If you want this spicier, use only jalapenos and none of the regular peppers. You can also make this clear and strain out the peppers.

Almost Jobs and Beer Jelly

Once upon a time, I was hired as a gogo dancer.

Now, I should probably start off by stating that I have never taken a dance lesson in my life. Therefore, all of my dance skills come from theater or high school dances. That roughly translates into skills that are quite classy (waltz and swing) and the total opposite of classy (which means I’m quite good at dancing like a whore).

Those slutty dance skills led to me applying to be a gogo dancer during the summer between college and med school. I couldn’t find a job in Michigan, so I up and left and moved to Phoenix for three months and applied for pretty much any job out there.

That’s why I then applied to work as a gogo dancer. The place of course had a name that sounded like a stripclub, but was in fact quite a respectable lounge (I would have had to dance AND serve drinks and food, thank you very much).

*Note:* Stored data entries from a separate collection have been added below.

//! Number formatting for the human-readable report.
//!
//! Values are rounded half-even (banker's rounding) to the maximum number of
//! fraction digits, trailing zeros are dropped down to the minimum, and the
//! integer part gets comma thousands separators.

use rust_decimal::{Decimal, RoundingStrategy};

const HUNDRED: Decimal = Decimal::ONE_HUNDRED;

/// Insert comma separators into the integer part of a plain decimal string.
pub fn group_thousands(formatted: &str) -> String {
    let (sign, unsigned) = match formatted.strip_prefix('-') {
        Some(rest) => ("-", rest),
        None => ("", formatted),
    };
    let (integer, fraction) = match unsigned.split_once('.') {
        Some((i, f)) => (i, Some(f)),
        None => (unsigned, None),
    };

    let mut grouped = String::with_capacity(integer.len() + integer.len() / 3);
    for (i, ch) in integer.chars().enumerate() {
        if i > 0 && (integer.len() - i) % 3 == 0 {
            grouped.push(',');
        }
        grouped.push(ch);
    }

    match fraction {
        Some(f) => format!("{}{}.{}", sign, grouped, f),
        None => format!("{}{}", sign, grouped),
    }
}

/// Round to at most `max_frac` places and show at least `min_frac`.
pub fn format_decimal(value: Decimal, min_frac: u32, max_frac: u32) -> String {
    let mut rounded = value
        .round_dp_with_strategy(max_frac, RoundingStrategy::MidpointNearestEven)
        .normalize();
    if rounded.scale() < min_frac {
        rounded.rescale(min_frac);
    }
    group_thousands(&rounded.to_string())
}

/// Whole shares: `1,234,567`.
pub fn shares(value: Decimal) -> String {
    format_decimal(value, 0, 0)
}

/// Dollars to the cent: `$1,234.50`.
pub fn usd(value: Decimal) -> String {
    dollar(format_decimal(value, 2, 2))
}

/// Dollars with three to six places, for sub-penny prices: `$0.000442`.
pub fn usd_precise(value: Decimal) -> String {
    dollar(format_decimal(value, 3, 6))
}

/// Fraction as a percentage with one to three places: `41.667%`.
pub fn percent(fraction: Decimal) -> String {
    format!("{}%", format_decimal(fraction * HUNDRED, 1, 3))
}

/// Fraction as a percentage with exactly one place: `41.7%`.
pub fn percent_short(fraction: Decimal) -> String {
    format!("{}%", format_decimal(fraction * HUNDRED, 1, 1))
}

fn dollar(formatted: String) -> String {
    match formatted.strip_prefix('-') {
        Some(rest) => format!("-${}", rest),
        None => format!("${}", formatted),
    }
}

#[cfg(test)]
mod tests {
    use super::*;
    use std::str::FromStr;

    fn dec(s: &str) -> Decimal {
        Decimal::from_str(s).unwrap()
    }

    #[test]
    fn test_group_thousands() {
        assert_eq!(group_thousands("0"), "0");
        assert_eq!(group_thousands("123"), "123");
        assert_eq!(group_thousands("1000"), "1,000");
        assert_eq!(group_thousands("1234567"), "1,234,567");
        assert_eq!(group_thousands("-1234.56"), "-1,234.56");
        assert_eq!(group_thousands("123456.789"), "123,456.789");
    }

    #[test]
    fn test_shares() {
        assert_eq!(shares(dec("6000")), "6,000");
        assert_eq!(shares(dec("0")), "0");
        assert_eq!(shares(dec("1234567.5")), "1,234,568");
        assert_eq!(shares(dec("2.5")), "2");
    }

    #[test]
    fn test_usd() {
        assert_eq!(usd(dec("2.6500")), "$2.65");
        assert_eq!(usd(dec("0.4")), "$0.40");
        assert_eq!(usd(dec("1234567.891")), "$1,234,567.89");
        assert_eq!(usd(dec("0")), "$0.00");
        assert_eq!(usd(dec("-3.5")), "-$3.50");
    }

    #[test]
    fn test_usd_precise() {
        assert_eq!(usd_precise(dec("0.00044167")), "$0.000442");
        assert_eq!(usd_precise(dec("0.40000000")), "$0.400");
        assert_eq!(usd_precise(dec("1234.5")), "$1,234.500");
        assert_eq!(usd_precise(dec("0.0000005")), "$0.000");
    }

    #[test]
    fn test_percent() {
        assert_eq!(percent(dec("0.41667")), "41.667%");
        assert_eq!(percent(dec("0.25000")), "25.0%");
        assert_eq!(percent(dec("0.47170")), "47.17%");
        assert_eq!(percent(dec("0")), "0.0%");
        assert_eq!(percent(dec("1")), "100.0%");
    }

    #[test]
    fn test_percent_short() {
        assert_eq!(percent_short(dec("0.41667")), "41.7%");
        assert_eq!(percent_short(dec("0.00000")), "0.0%");
        assert_eq!(percent_short(dec("0.68657")), "68.7%");
    }
}
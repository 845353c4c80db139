//! Trade aggregation for the tape-sentiment system.
//!
//! This crate handles:
//! - Price bucket accumulation
//! - Per-day trade collection and sentiment totals
//! - Month-level folding of day totals

pub mod bucket;
pub mod day;
pub mod month;

pub use bucket::PriceBucket;
pub use day::{ProcessStats, TradeDay};
pub use month::MonthAccumulator;
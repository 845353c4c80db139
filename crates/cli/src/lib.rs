//! Command-line driver for the tape-sentiment system.
//!
//! This crate handles:
//! - Argument parsing
//! - Logging setup
//! - Walking ticker directories and writing their reports

pub mod cli;
pub mod logging;
pub mod runner;

pub use cli::Cli;
pub use logging::setup_logging;
pub use runner::{process_ticker, run, TickerReport, SUMMARY_FILE_NAME};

Anyway, I passed the test (did you really think I didn’t have to demonstrate my dance skills? my ability to take drink and food orders? AND look good in tight black dresses?) and was hired. And then they told me the bad news:

I had to work every Tuesday through Saturday night from 6pm-4am. And I was never allowed to drink at work.

Let’s get one thing straight. This was my last summer of freedom before starting med school. I moved somewhere totally random. And I wanted to have FUN.

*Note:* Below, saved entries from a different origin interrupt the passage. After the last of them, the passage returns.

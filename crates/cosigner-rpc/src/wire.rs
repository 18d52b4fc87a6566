//! JSON request/response bodies; byte fields are base64

use chrono::{DateTime, Utc};
use cosigner_core::{
    CosignerId, EphemeralSecretPart, GetEphemeralPartRequest, Hrs, Result, SignResponse,
};
use serde::{Deserialize, Serialize};

/// `POST /v1/sign`
#[derive(Debug, Clone, Serialize, Deserialize)]
pub struct SignRpcRequest {
    #[serde(with = "b64")]
    pub sign_bytes: Vec<u8>,
}

#[derive(Debug, Clone, Serialize, Deserialize)]
pub struct SignRpcResponse {
    pub timestamp: DateTime<Utc>,
    #[serde(with = "b64")]
    pub signature: Vec<u8>,
}

impl From<SignResponse> for SignRpcResponse {
    fn from(resp: SignResponse) -> Self {
        Self {
            timestamp: resp.timestamp,
            signature: resp.signature,
        }
    }
}

impl From<SignRpcResponse> for SignResponse {
    fn from(resp: SignRpcResponse) -> Self {
        Self {
            timestamp: resp.timestamp,
            signature: resp.signature,
        }
    }
}

/// `POST /v1/ephemeral-part`
#[derive(Debug, Clone, Serialize, Deserialize)]
pub struct EphemeralPartRpcRequest {
    pub requester_id: CosignerId,
    pub height: i64,
    pub round: i64,
    pub step: u8,
}

impl EphemeralPartRpcRequest {
    pub fn to_request(&self) -> Result<GetEphemeralPartRequest> {
        Ok(GetEphemeralPartRequest {
            requester_id: self.requester_id,
            hrs: Hrs::from_parts(self.height, self.round, self.step)?,
        })
    }
}

impl From<&GetEphemeralPartRequest> for EphemeralPartRpcRequest {
    fn from(req: &GetEphemeralPartRequest) -> Self {
        Self {
            requester_id: req.requester_id,
            height: req.hrs.height,
            round: req.hrs.round,
            step: req.hrs.step.as_u8(),
        }
    }
}

/// Every field defaults, so `{}` decodes as "no contribution"
#[derive(Debug, Clone, Default, PartialEq, Eq, Serialize, Deserialize)]
pub struct EphemeralPartRpcResponse {
    #[serde(default)]
    pub source_id: CosignerId,
    #[serde(default, with = "b64")]
    pub source_ephemeral_public_key: Vec<u8>,
    #[serde(default, with = "b64")]
    pub encrypted_share_part: Vec<u8>,
    #[serde(default, with = "b64")]
    pub source_sig: Vec<u8>,
}

impl From<EphemeralSecretPart> for EphemeralPartRpcResponse {
    fn from(part: EphemeralSecretPart) -> Self {
        Self {
            source_id: part.source_id,
            source_ephemeral_public_key: part.source_ephemeral_public_key,
            encrypted_share_part: part.encrypted_share_part,
            source_sig: part.source_sig,
        }
    }
}

impl From<EphemeralPartRpcResponse> for EphemeralSecretPart {
    fn from(resp: EphemeralPartRpcResponse) -> Self {
        Self {
            source_id: resp.source_id,
            source_ephemeral_public_key: resp.source_ephemeral_public_key,
            encrypted_share_part: resp.encrypted_share_part,
            source_sig: resp.source_sig,
        }
    }
}

#[derive(Debug, Clone, Serialize, Deserialize)]
pub struct ErrorBody {
    pub error: String,
}

mod b64 {
    use base64::{engine::general_purpose::STANDARD, Engine};
    use serde::{Deserialize, Deserializer, Serializer};

    pub fn serialize<S>(bytes: &[u8], serializer: S) -> Result<S::Ok, S::Error>
    where
        S: Serializer,
    {
        serializer.serialize_str(&STANDARD.encode(bytes))
    }

    pub fn deserialize<'de, D>(deserializer: D) -> Result<Vec<u8>, D::Error>
    where
        D: Deserializer<'de>,
    {
        let s = String::deserialize(deserializer)?;
        STANDARD.decode(s).map_err(serde::de::Error::custom)
    }
}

Which is why I promptly quit and decided to work at Macy’s instead.

On later reflection now, though, I wish I had kept the job. It would have made for an even better story.

Dance Inspiring Beer Jelly

you’ll want to make this ASAP since I use it in a ton of recipes to follow

Ingredients

  • 24 oz warm beer (I used Leinenkugel’s Honey Weiss and thus would recommend any good beer with a honey taste for this particular application)
  • 6 tbsp regular powdered pectin
  • 1 tsp lemon juice
  • 3.5 c white sugar

How-to

  1. Open beer and dump it into a large bowl. Stir vigorously. Leave out overnight so it can get extra flat (I apologize for making your house smell like the remains of a frat party, but I promise it’s worth it).
  2. The next day, get out a large stockpot. Place jelly jars (you can have up to 40 oz of jelly, so use your desired jar size combination) on the bottom and fill with water. Bring to a boil.
  3. In a separate soup pot, mix together warm, hopefully now-flat beer, pectin, and lemon juice. Bring to a boil.
  4. Add in sugar. Return to a boil and cook for 1 minute (timer required).
  5. Turn off heat and let rest for approximately 5 minutes. For clear beer jelly, spoon off any foam. For bubbly beer jelly, don’t.
  6. In a small saucepan, boil jelly jar lids.
  7. Remove jelly jars from boiling pot. Continue to keep that water boiling. Dry off jelly jars with paper towels. Ladle in beer jelly and top with lids and rings. Wipe off jars.
  8. Place jars back into huge pot of boiling water and process (aka just let them hang out) for 10 minutes.
  9. Remove jars from boiling water, making sure that the top of the lid is sucked down and doesn’t pop back up when you press on it.